* **What needs to be done**
Each line of the listing below that includes "trim" must be copied.

* **Records**
======
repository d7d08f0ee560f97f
use axum::{
    body::Bytes,
    extract::{rejection::JsonRejection, Path, State},
    http::{HeaderMap, StatusCode},
    response::IntoResponse,
    Json,
};
use chrono::Utc;
use serde::Deserialize;
use serde_json::json;
use tracing::{info, warn};
use uuid::Uuid;

use crate::error::AppError;
use crate::handlers::AppState;
use crate::metrics;
use crate::payment::{
    verify_transmission_headers, CreateOrderRequest, PaymentError, WebhookEvent, WebhookOutcome,
};
use crate::pricing::round_currency;
use crate::store::{OrderRecord, OrderStatus};

#[derive(Debug, Deserialize)]
pub struct CreateOrderBody {
    pub quote_id: Option<String>,
    pub customer_email: Option<String>,
}

impl CreateOrderBody {
    fn validate(&self) -> Vec<String> {
        let mut errors = Vec::new();
        if self.quote_id.as_deref().map_or(true, |id| id.trim().is_empty()) {
            errors.push("quote_id is required".to_string());
        }
        match self.customer_email.as_deref() {
            None => errors.push("customer_email is required".to_string()),
            Some(email) if !email.contains('@') => errors.push("Invalid email format".to_string()),
            Some(_) => {}
        }
        errors
    }
}

#[derive(Debug, Deserialize)]
pub struct CaptureOrderBody {
    pub order_id: Option<String>,
}

/// Gateway failures during checkout are reported as 422 unless the order is unknown
fn checkout_error(err: PaymentError) -> AppError {
    match err {
        PaymentError::OrderNotFound(_) => AppError::from(err),
        other => AppError::Rejected {
            message: "Payment processing failed".to_string(),
            details: vec![other.to_string()],
        },
    }
}

/// Handle POST /api/v1/payment/create-order
pub async fn create_order(
    State(state): State<AppState>,
    payload: Result<Json<CreateOrderBody>, JsonRejection>,
) -> Result<impl IntoResponse, AppError> {
    let Json(body) = payload?;

    let errors = body.validate();
    if !errors.is_empty() {
        return Err(AppError::Rejected {
            message: "Invalid payment request".to_string(),
            details: errors,
        });
    }
    let quote_id = body.quote_id.unwrap_or_default();
    let customer_email = body.customer_email.unwrap_or_default();

    let stored = Uuid::parse_str(quote_id.trim())
        .ok()
        .and_then(|id| state.quotes.get(&id))
        .ok_or_else(|| AppError::NotFound(format!("Quote {} not found", quote_id)))?;

    let now = Utc::now();
    if stored.is_expired(now) {
        return Err(AppError::QuoteExpired(format!(
            "Quote {} expired at {}",
            stored.id,
            stored.valid_until.to_rfc3339()
        )));
    }

    let amount = round_currency(stored.total_cost);
    let request = CreateOrderRequest {
        quote_id: stored.id.to_string(),
        amount,
        currency: stored.currency.clone(),
        description: format!(
            "3D Print Order - {} x{} (Quote {})",
            stored.material_key, stored.quantity, stored.id
        ),
        customer_ref: customer_email.clone(),
    };

    let created = match state.gateway.create_order(&request).await {
        Ok(created) => {
            metrics::record_payment("create", "success");
            created
        }
        Err(e) => {
            warn!(
                quote_id = %stored.id,
                gateway = state.gateway.name(),
                error = %e,
                "Payment order creation failed"
            );
            metrics::record_payment("create", "failure");
            return Err(checkout_error(e));
        }
    };

    state.orders.insert(OrderRecord {
        order_id: created.order_id.clone(),
        quote_id: stored.id,
        customer_email,
        amount,
        currency: stored.currency.clone(),
        status: OrderStatus::Created,
        transaction_id: None,
        created_at: now,
        updated_at: now,
    });

    info!(order_id = %created.order_id, quote_id = %stored.id, amount, "Payment order created");

    Ok((
        StatusCode::CREATED,
        Json(json!({
            "success": true,
            "order_id": created.order_id,
            "approval_url": created.approval_url,
            "status": created.status,
            "quote_id": stored.id,
            "amount": amount,
            "currency": stored.currency,
        })),
    ))
}

/// Handle POST /api/v1/payment/capture-order
pub async fn capture_order(
    State(state): State<AppState>,
    payload: Result<Json<CaptureOrderBody>, JsonRejection>,
) -> Result<impl IntoResponse, AppError> {
    let Json(body) = payload?;
    let order_id = body
        .order_id
        .map(|id| id.trim().to_string())
        .filter(|id| !id.is_empty())
        .ok_or_else(|| AppError::Rejected {
            message: "Invalid capture request".to_string(),
            details: vec!["order_id is required".to_string()],
        })?;

    let captured = match state.gateway.capture(&order_id).await {
        Ok(captured) => {
            metrics::record_payment("capture", "success");
            captured
        }
        Err(e) => {
            warn!(
                order_id = %order_id,
                gateway = state.gateway.name(),
                error = %e,
                "Payment capture failed"
            );
            metrics::record_payment("capture", "failure");
            return Err(checkout_error(e));
        }
    };

    if !state.orders.update_status(
        &order_id,
        OrderStatus::Completed,
        Some(captured.transaction_id.clone()),
        Utc::now(),
    ) {
        warn!(order_id = %order_id, "Captured order is not in the ledger");
    }

    info!(
        order_id = %order_id,
        transaction_id = %captured.transaction_id,
        amount = captured.captured_amount,
        "Payment captured"
    );

    Ok(Json(json!({
        "success": true,
        "order_id": captured.order_id,
        "transaction_id": captured.transaction_id,
        "amount": captured.captured_amount,
        "currency": captured.currency,
        "status": captured.status,
    })))
}

/// Handle POST /api/v1/payment/webhook
pub async fn webhook(
    State(state): State<AppState>,
    headers: HeaderMap,
    body: Bytes,
) -> Result<impl IntoResponse, AppError> {
    let webhook_id = state.config.load().payment.paypal.webhook_id.clone();
    if !verify_transmission_headers(&webhook_id, &headers, &body) {
        metrics::record_payment("webhook", "rejected");
        return Err(AppError::Unauthorized("Invalid webhook signature".to_string()));
    }

    let event: WebhookEvent = serde_json::from_slice(&body)
        .map_err(|e| AppError::validation("Invalid webhook payload", vec![e.to_string()]))?;

    let outcome = event.classify();
    info!(
        event_id = ?event.id,
        event_type = %event.event_type,
        handled = outcome.is_handled(),
        "Webhook received"
    );

    let now = Utc::now();
    let applied = match &outcome {
        WebhookOutcome::Approved { order_id: Some(id) } => {
            state.orders.update_status(id, OrderStatus::Approved, None, now)
        }
        WebhookOutcome::Completed {
            transaction_id,
            order_id,
            ..
        } => match order_id {
            Some(id) => state.orders.update_status(
                id,
                OrderStatus::Completed,
                transaction_id.clone(),
                now,
            ),
            None => false,
        },
        WebhookOutcome::Denied {
            transaction_id,
            order_id,
        } => {
            let target = order_id.clone().or_else(|| {
                transaction_id
                    .as_deref()
                    .and_then(|tx| state.orders.find_by_transaction(tx))
                    .map(|record| record.order_id)
            });
            match target {
                Some(id) => state.orders.update_status(
                    &id,
                    OrderStatus::Denied,
                    transaction_id.clone(),
                    now,
                ),
                None => false,
            }
        }
        _ => false,
    };

    metrics::record_payment("webhook", if outcome.is_handled() { "handled" } else { "ignored" });

    Ok(Json(json!({
        "success": true,
        "handled": outcome.is_handled(),
        "ledger_updated": applied,
        "outcome": outcome,
    })))
}

/// Handle GET /api/v1/payment/order/{order_id}
pub async fn get_order(
    State(state): State<AppState>,
    Path(order_id): Path<String>,
) -> Result<impl IntoResponse, AppError> {
    let record = state
        .orders
        .get(&order_id)
        .ok_or_else(|| AppError::NotFound(format!("Order {} not found", order_id)))?;

    let gateway_status = match state.gateway.get_order(&order_id).await {
        Ok(details) => {
            metrics::record_payment("get", "success");
            Some(details.status)
        }
        Err(e) => {
            warn!(order_id = %order_id, error = %e, "Could not refresh order status from gateway");
            metrics::record_payment("get", "failure");
            None
        }
    };

    Ok(Json(json!({
        "success": true,
        "order": record,
        "gateway_status": gateway_status,
    })))
}

/// Handle GET /api/v1/payment/receipt/{transaction_id}
///
/// Receipts exist only for captured payments still held in the ledger.
pub async fn get_receipt(
    State(state): State<AppState>,
    Path(transaction_id): Path<String>,
) -> Result<impl IntoResponse, AppError> {
    let record = state
        .orders
        .find_by_transaction(&transaction_id)
        .filter(|record| matches!(record.status, OrderStatus::Completed | OrderStatus::Refunded))
        .ok_or_else(|| {
            AppError::NotFound(format!("No transaction found with ID: {}", transaction_id))
        })?;

    let config = state.config.load();
    info!(transaction_id = %transaction_id, order_id = %record.order_id, "Receipt generated");

    Ok(Json(json!({
        "success": true,
        "receipt_number": receipt_number(&transaction_id),
        "transaction_id": transaction_id,
        "order_id": record.order_id,
        "quote_id": record.quote_id,
        "date": record.updated_at.to_rfc3339(),
        "status": record.status,
        "customer_info": {
            "email": record.customer_email,
        },
        "payment_details": {
            "amount": round_currency(record.amount),
            "currency": record.currency,
            "payment_method": state.gateway.name(),
            "transaction_id": transaction_id,
        },
        "company_info": {
            "name": config.payment.paypal.brand_name,
        },
    })))
}

/// `3DP-` followed by the first eight characters of the transaction id
fn receipt_number(transaction_id: &str) -> String {
    format!("3DP-{}", transaction_id.chars().take(8).collect::<String>())
}
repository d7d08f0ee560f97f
pub mod catalog;
pub mod engine;
pub mod models;

pub use catalog::{CatalogError, MaterialCatalog};
pub use engine::{PricingEngine, PricingError, PricingRates};
pub use models::{
    round_currency, BoundingBox, BreakdownCategory, CostBreakdownLine, MaterialMatch,
    MaterialProfile, ModelAnalysis, OrderOptions, Quote, QuoteResult, QuoteSummary,
};

use crate::config::Config;

/// Build a pricing engine from loaded configuration
pub fn engine_from_config(config: &Config) -> Result<PricingEngine, CatalogError> {
    let catalog = MaterialCatalog::from_config(&config.materials)?;
    Ok(PricingEngine::new(catalog, PricingRates::new(&config.pricing)))
}
pub mod analysis;
pub mod config;
pub mod error;
pub mod handlers;
pub mod logging;
pub mod metrics;
pub mod payment;
pub mod pricing;
pub mod server;
pub mod signals;
pub mod store;
pub mod uploads;
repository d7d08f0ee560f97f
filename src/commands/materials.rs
use anyhow::Result;
use colored::Colorize;
use print_quote::config;
use print_quote::pricing::MaterialCatalog;
use std::path::Path;

/// Execute the materials command
///
/// Prints the catalog in resolution order; the default material is starred.
pub fn execute(path: &Path) -> Result<()> {
    let cfg = config::load_config(path)?;
    let catalog = MaterialCatalog::from_config(&cfg.materials)?;
    let default_key = catalog.default_profile().key.clone();

    println!("{}", "Materials:".green().bold());
    println!(
        "  {:<8} {:<16} {:>10} {:>8} {:>10}",
        "KEY", "NAME", "COST/G", "DENSITY", "MACHINE"
    );
    for profile in catalog.profiles() {
        let marker = if profile.key == default_key { "*" } else { " " };
        let row = format!(
            "{}{:<7} {:<16} {:>10.3} {:>8.2} {:>9.2}x",
            marker,
            profile.key,
            profile.display_name,
            profile.cost_per_gram,
            profile.density,
            profile.machine_multiplier
        );
        if profile.available {
            println!(" {}", row);
        } else {
            println!(" {} {}", row.dimmed(), "(unavailable)".dimmed());
        }
    }

    Ok(())
}
use serde::{Deserialize, Serialize};

/// Catalog entry for a printable material
#[derive(Debug, Clone, PartialEq, Serialize, Deserialize)]
pub struct MaterialProfile {
    pub key: String,
    pub display_name: String,
    pub cost_per_gram: f64,
    /// g/cm³
    pub density: f64,
    pub machine_multiplier: f64,
    pub available: bool,
}

#[derive(Debug, Clone, Copy, Default, PartialEq, Serialize, Deserialize)]
pub struct BoundingBox {
    pub x: f64,
    pub y: f64,
    pub z: f64,
}

/// Printability metrics produced by a model analyzer
#[derive(Debug, Clone, PartialEq, Serialize, Deserialize)]
pub struct ModelAnalysis {
    pub volume_cm3: f64,
    pub surface_area_cm2: f64,
    /// Millimetres
    pub bounding_box: BoundingBox,
    pub filament_used_grams: f64,
    pub print_time_minutes: f64,
    pub support_volume_cm3: f64,
    pub layer_count: u32,
    /// 0-100, 50 is neutral
    pub complexity_score: f64,
}

impl ModelAnalysis {
    /// Analysis carrying only the metrics pricing reads
    pub fn for_pricing(
        filament_used_grams: f64,
        print_time_minutes: f64,
        complexity_score: f64,
    ) -> Self {
        Self {
            volume_cm3: 0.0,
            surface_area_cm2: 0.0,
            bounding_box: BoundingBox::default(),
            filament_used_grams,
            print_time_minutes,
            support_volume_cm3: 0.0,
            layer_count: 0,
            complexity_score,
        }
    }

    pub fn requires_supports(&self) -> bool {
        self.support_volume_cm3 > 0.0
    }
}

#[derive(Debug, Clone, Copy, PartialEq, Eq, Serialize, Deserialize)]
pub struct OrderOptions {
    pub quantity: u32,
    pub rush: bool,
}

impl Default for OrderOptions {
    fn default() -> Self {
        Self {
            quantity: 1,
            rush: false,
        }
    }
}

#[derive(Debug, Clone, Copy, PartialEq, Eq, Serialize, Deserialize)]
pub enum BreakdownCategory {
    Materials,
    Production,
    Surcharges,
    Adjustments,
    Discounts,
}

/// One itemized line of a quote
#[derive(Debug, Clone, PartialEq, Serialize, Deserialize)]
#[serde(rename_all = "camelCase")]
pub struct CostBreakdownLine {
    pub category: BreakdownCategory,
    pub description: String,
    pub quantity: u32,
    pub unit_price: f64,
    pub total: f64,
}

impl CostBreakdownLine {
    pub fn new(
        category: BreakdownCategory,
        description: impl Into<String>,
        quantity: u32,
        unit_price: f64,
    ) -> Self {
        Self {
            category,
            description: description.into(),
            quantity,
            unit_price,
            total: unit_price * quantity as f64,
        }
    }

    /// Copy with monetary fields rounded for display
    pub fn rounded(&self) -> Self {
        Self {
            unit_price: round_currency(self.unit_price),
            total: round_currency(self.total),
            ..self.clone()
        }
    }
}

/// How a free-text material label was mapped onto the catalog
#[derive(Debug, Clone, Copy, PartialEq, Eq, Serialize, Deserialize)]
#[serde(rename_all = "snake_case")]
pub enum MaterialMatch {
    Exact,
    Substring,
    /// Nothing matched; the catalog default was used
    Default,
}

/// A successful price calculation. Values are unrounded.
#[derive(Debug, Clone, PartialEq, Serialize)]
pub struct Quote {
    pub material_key: String,
    pub material_match: MaterialMatch,
    pub quantity: u32,
    pub material_cost: f64,
    pub time_cost: f64,
    pub complexity_factor: f64,
    pub complexity_adjustment: f64,
    pub quantity_discount: f64,
    pub rush_surcharge: f64,
    pub base_cost: f64,
    pub subtotal: f64,
    pub overhead_cost: f64,
    pub subtotal_with_overhead: f64,
    pub profit_margin: f64,
    pub total_cost: f64,
    pub breakdown: Vec<CostBreakdownLine>,
}

/// Outcome of [`PricingEngine::calculate`](super::PricingEngine::calculate)
#[derive(Debug, Clone, PartialEq)]
pub enum QuoteResult {
    Success(Quote),
    Failure { error_message: String },
}

impl QuoteResult {
    pub fn is_success(&self) -> bool {
        matches!(self, Self::Success(_))
    }

    pub fn quote(&self) -> Option<&Quote> {
        match self {
            Self::Success(quote) => Some(quote),
            Self::Failure { .. } => None,
        }
    }

    pub fn error_message(&self) -> Option<&str> {
        match self {
            Self::Success(_) => None,
            Self::Failure { error_message } => Some(error_message),
        }
    }

    pub fn into_result(self) -> Result<Quote, String> {
        match self {
            Self::Success(quote) => Ok(quote),
            Self::Failure { error_message } => Err(error_message),
        }
    }
}

/// Wire form of a [`QuoteResult`], rounded to cents
#[derive(Debug, Clone, PartialEq, Serialize, Deserialize)]
pub struct QuoteSummary {
    pub success: bool,
    #[serde(skip_serializing_if = "Option::is_none")]
    pub material_cost: Option<f64>,
    #[serde(skip_serializing_if = "Option::is_none")]
    pub time_cost: Option<f64>,
    #[serde(skip_serializing_if = "Option::is_none")]
    pub complexity_adjustment: Option<f64>,
    #[serde(skip_serializing_if = "Option::is_none")]
    pub overhead_cost: Option<f64>,
    #[serde(skip_serializing_if = "Option::is_none")]
    pub profit_margin: Option<f64>,
    #[serde(skip_serializing_if = "Option::is_none")]
    pub subtotal: Option<f64>,
    #[serde(skip_serializing_if = "Option::is_none")]
    pub total_cost: Option<f64>,
    #[serde(skip_serializing_if = "Option::is_none")]
    pub breakdown: Option<Vec<CostBreakdownLine>>,
    #[serde(skip_serializing_if = "Option::is_none")]
    pub error_message: Option<String>,
}

impl From<&QuoteResult> for QuoteSummary {
    fn from(result: &QuoteResult) -> Self {
        match result {
            QuoteResult::Success(quote) => Self {
                success: true,
                material_cost: Some(round_currency(quote.material_cost)),
                time_cost: Some(round_currency(quote.time_cost)),
                complexity_adjustment: Some(round_currency(quote.complexity_adjustment)),
                overhead_cost: Some(round_currency(quote.overhead_cost)),
                profit_margin: Some(round_currency(quote.profit_margin)),
                subtotal: Some(round_currency(quote.subtotal)),
                total_cost: Some(round_currency(quote.total_cost)),
                breakdown: Some(quote.breakdown.iter().map(CostBreakdownLine::rounded).collect()),
                error_message: None,
            },
            QuoteResult::Failure { error_message } => Self::failure(error_message.clone()),
        }
    }
}

impl QuoteSummary {
    pub fn failure(error_message: impl Into<String>) -> Self {
        Self {
            success: false,
            material_cost: None,
            time_cost: None,
            complexity_adjustment: None,
            overhead_cost: None,
            profit_margin: None,
            subtotal: None,
            total_cost: None,
            breakdown: None,
            error_message: Some(error_message.into()),
        }
    }
}

/// Round a monetary amount to two decimal places
pub fn round_currency(amount: f64) -> f64 {
    (amount * 100.0).round() / 100.0
}

#[cfg(test)]
mod tests {
    use super::*;

    #[test]
    fn test_round_currency() {
        assert_eq!(round_currency(2.882), 2.88);
        assert_eq!(round_currency(17.292), 17.29);
        assert_eq!(round_currency(-0.456), -0.46);
        assert_eq!(round_currency(10.0), 10.0);
    }

    #[test]
    fn test_breakdown_line_serializes_camel_case() {
        let line =
            CostBreakdownLine::new(BreakdownCategory::Materials, "PLA filament (50.0g)", 2, 2.5);
        let json = serde_json::to_value(&line).unwrap();

        assert_eq!(json["category"], "Materials");
        assert_eq!(json["unitPrice"], 2.5);
        assert_eq!(json["total"], 5.0);
        assert_eq!(json["quantity"], 2);
    }

    #[test]
    fn test_failure_summary_omits_amounts() {
        let result = QuoteResult::Failure {
            error_message: "Pricing calculation failed: bad input".to_string(),
        };
        let json = serde_json::to_value(QuoteSummary::from(&result)).unwrap();

        assert_eq!(json["success"], false);
        assert_eq!(json["error_message"], "Pricing calculation failed: bad input");
        assert!(json.get("total_cost").is_none());
    }
}
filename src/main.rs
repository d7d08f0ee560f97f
use anyhow::Result;
use clap::Parser;

mod cli;
mod commands;

use print_quote::logging::init_tracing;

#[tokio::main]
async fn main() -> Result<()> {
    let args = cli::Cli::parse();
    let command = args.get_command();

    // The server configures logging from its config file; other commands stay quiet
    if !matches!(command, cli::Commands::Start) {
        init_tracing("warn", "pretty");
    }

    match command {
        cli::Commands::Start => {
            commands::start::execute(args.config).await?;
        }
        cli::Commands::Quote {
            material,
            grams,
            minutes,
            complexity,
            quantity,
            rush,
            json,
        } => {
            commands::quote::execute(
                &args.config,
                commands::quote::QuoteArgs {
                    material,
                    grams,
                    minutes,
                    complexity,
                    quantity,
                    rush,
                    json,
                },
            )?;
        }
        cli::Commands::Materials => {
            commands::materials::execute(&args.config)?;
        }
        cli::Commands::Config { action } => match action {
            cli::ConfigCommands::Show => commands::config::show(&args.config)?,
            cli::ConfigCommands::Validate => commands::config::validate(&args.config)?,
        },
        cli::Commands::Version => {
            println!("print-quote v{}", env!("CARGO_PKG_VERSION"));
        }
    }

    Ok(())
}
//! Tracing setup and secret masking for logs and `config show`.

use std::fmt;
use tracing_subscriber::{fmt as tracing_fmt, prelude::*, EnvFilter};

/// Initialize tracing/logging
///
/// `RUST_LOG` wins over `level` when set. `format` is `json` or `pretty`.
/// Can only be called once per process.
pub fn init_tracing(level: &str, format: &str) {
    let filter = EnvFilter::try_from_default_env().unwrap_or_else(|_| EnvFilter::new(level));

    let registry = tracing_subscriber::registry().with(filter);
    if format == "json" {
        registry
            .with(tracing_fmt::layer().json().with_target(true))
            .init();
    } else {
        registry.with(tracing_fmt::layer().with_target(true)).init();
    }
}

/// Masked representation of a secret: first 4 and last 4 characters.
///
/// Values of 11 characters or fewer are fully hidden.
#[derive(Clone, Debug)]
pub struct Secret<'a> {
    inner: &'a str,
}

impl<'a> Secret<'a> {
    pub fn new(value: &'a str) -> Self {
        Self { inner: value }
    }
}

impl fmt::Display for Secret<'_> {
    fn fmt(&self, f: &mut fmt::Formatter<'_>) -> fmt::Result {
        let chars: Vec<char> = self.inner.chars().collect();
        if chars.is_empty() {
            return write!(f, "(not set)");
        }
        if chars.len() <= 11 {
            return write!(f, "***");
        }
        let head: String = chars[..4].iter().collect();
        let tail: String = chars[chars.len() - 4..].iter().collect();
        write!(f, "{}...{}", head, tail)
    }
}

pub fn mask_secret(value: &str) -> String {
    Secret::new(value).to_string()
}
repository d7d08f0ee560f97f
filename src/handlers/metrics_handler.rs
use axum::{
    extract::State,
    http::{header, StatusCode},
    response::IntoResponse,
};
use metrics_exporter_prometheus::PrometheusHandle;
use std::sync::Arc;

/// Prometheus text exposition
pub async fn metrics(State(handle): State<Arc<PrometheusHandle>>) -> impl IntoResponse {
    (
        StatusCode::OK,
        [(header::CONTENT_TYPE, "text/plain; version=0.0.4")],
        handle.render(),
    )
}
use metrics::{counter, describe_counter, describe_gauge, describe_histogram, gauge, histogram};
use metrics_exporter_prometheus::{BuildError, PrometheusBuilder, PrometheusHandle};

/// Install the global Prometheus recorder.
/// Fails if a recorder is already installed (e.g. a second server in one process).
pub fn init_metrics() -> Result<PrometheusHandle, BuildError> {
    let handle = PrometheusBuilder::new().install_recorder()?;

    init_metric_descriptions();

    Ok(handle)
}

/// Initialize metric descriptions (can be called multiple times safely)
fn init_metric_descriptions() {
    describe_counter!("quotes_total", "Quote calculations by material and outcome");
    describe_histogram!("quote_total_cost", "Total cost of successful quotes");
    describe_counter!("uploads_total", "Model uploads by outcome");
    describe_counter!("payments_total", "Payment gateway operations by outcome");
    describe_gauge!("print_quote_info", "Service version information");

    gauge!("print_quote_info", "version" => env!("CARGO_PKG_VERSION")).set(1.0);
}

/// Record a quote calculation. `outcome` is `success` or `failure`.
pub fn record_quote(material: &str, outcome: &str) {
    counter!(
        "quotes_total",
        "material" => material.to_string(),
        "outcome" => outcome.to_string(),
    )
    .increment(1);
}

pub fn record_quote_cost(material: &str, total_cost: f64) {
    histogram!("quote_total_cost", "material" => material.to_string()).record(total_cost);
}

pub fn record_upload(outcome: &str) {
    counter!("uploads_total", "outcome" => outcome.to_string()).increment(1);
}

/// Record a gateway call. `operation` is `create`, `capture`, `get` or `webhook`.
pub fn record_payment(operation: &str, outcome: &str) {
    counter!(
        "payments_total",
        "operation" => operation.to_string(),
        "outcome" => outcome.to_string(),
    )
    .increment(1);
}

#[cfg(test)]
mod tests {
    use super::*;
    use metrics_exporter_prometheus::PrometheusBuilder;

    #[test]
    fn test_record_metrics() {
        let recorder = PrometheusBuilder::new().build_recorder();
        let handle = recorder.handle();

        metrics::with_local_recorder(&recorder, || {
            init_metric_descriptions();
            record_quote("PLA", "success");
            record_quote_cost("PLA", 17.29);
            record_upload("success");
            record_payment("create", "failure");
        });

        let rendered = handle.render();
        assert!(rendered.contains("quotes_total{material=\"PLA\",outcome=\"success\"} 1"));
        assert!(rendered.contains("uploads_total{outcome=\"success\"} 1"));
        assert!(rendered.contains("payments_total{operation=\"create\",outcome=\"failure\"} 1"));
        assert!(rendered.contains("quote_total_cost"));
    }
}
use crate::analysis::{AnalysisError, ModelAnalyzer, SlicingParameters};
use crate::pricing::ModelAnalysis;
use async_trait::async_trait;
use std::path::{Path, PathBuf};
use std::sync::Mutex;

/// Analyzer returning a preset result, recording every request.
/// Used where tests must not depend on a slicer.
#[derive(Debug)]
pub struct FixedAnalyzer {
    outcome: Result<ModelAnalysis, String>,
    calls: Mutex<Vec<(PathBuf, SlicingParameters)>>,
}

impl FixedAnalyzer {
    pub fn new(analysis: ModelAnalysis) -> Self {
        Self {
            outcome: Ok(analysis),
            calls: Mutex::new(Vec::new()),
        }
    }

    /// Analyzer that fails every request with the given reason
    pub fn failing(reason: impl Into<String>) -> Self {
        Self {
            outcome: Err(reason.into()),
            calls: Mutex::new(Vec::new()),
        }
    }

    pub fn calls(&self) -> Vec<(PathBuf, SlicingParameters)> {
        match self.calls.lock() {
            Ok(calls) => calls.clone(),
            Err(poisoned) => poisoned.into_inner().clone(),
        }
    }
}

#[async_trait]
impl ModelAnalyzer for FixedAnalyzer {
    fn name(&self) -> &str {
        "fixed"
    }

    async fn analyze(
        &self,
        path: &Path,
        params: &SlicingParameters,
    ) -> Result<ModelAnalysis, AnalysisError> {
        match self.calls.lock() {
            Ok(mut calls) => calls.push((path.to_path_buf(), params.clone())),
            Err(poisoned) => poisoned.into_inner().push((path.to_path_buf(), params.clone())),
        }

        self.outcome.clone().map_err(AnalysisError::Processing)
    }
}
======
* **Answer to this problem**
        if self.quote_id.as_deref().map_or(true, |id| id.trim().is_empty()) {
    let stored = Uuid::parse_str(quote_id.trim())
        .map(|id| id.trim().to_string())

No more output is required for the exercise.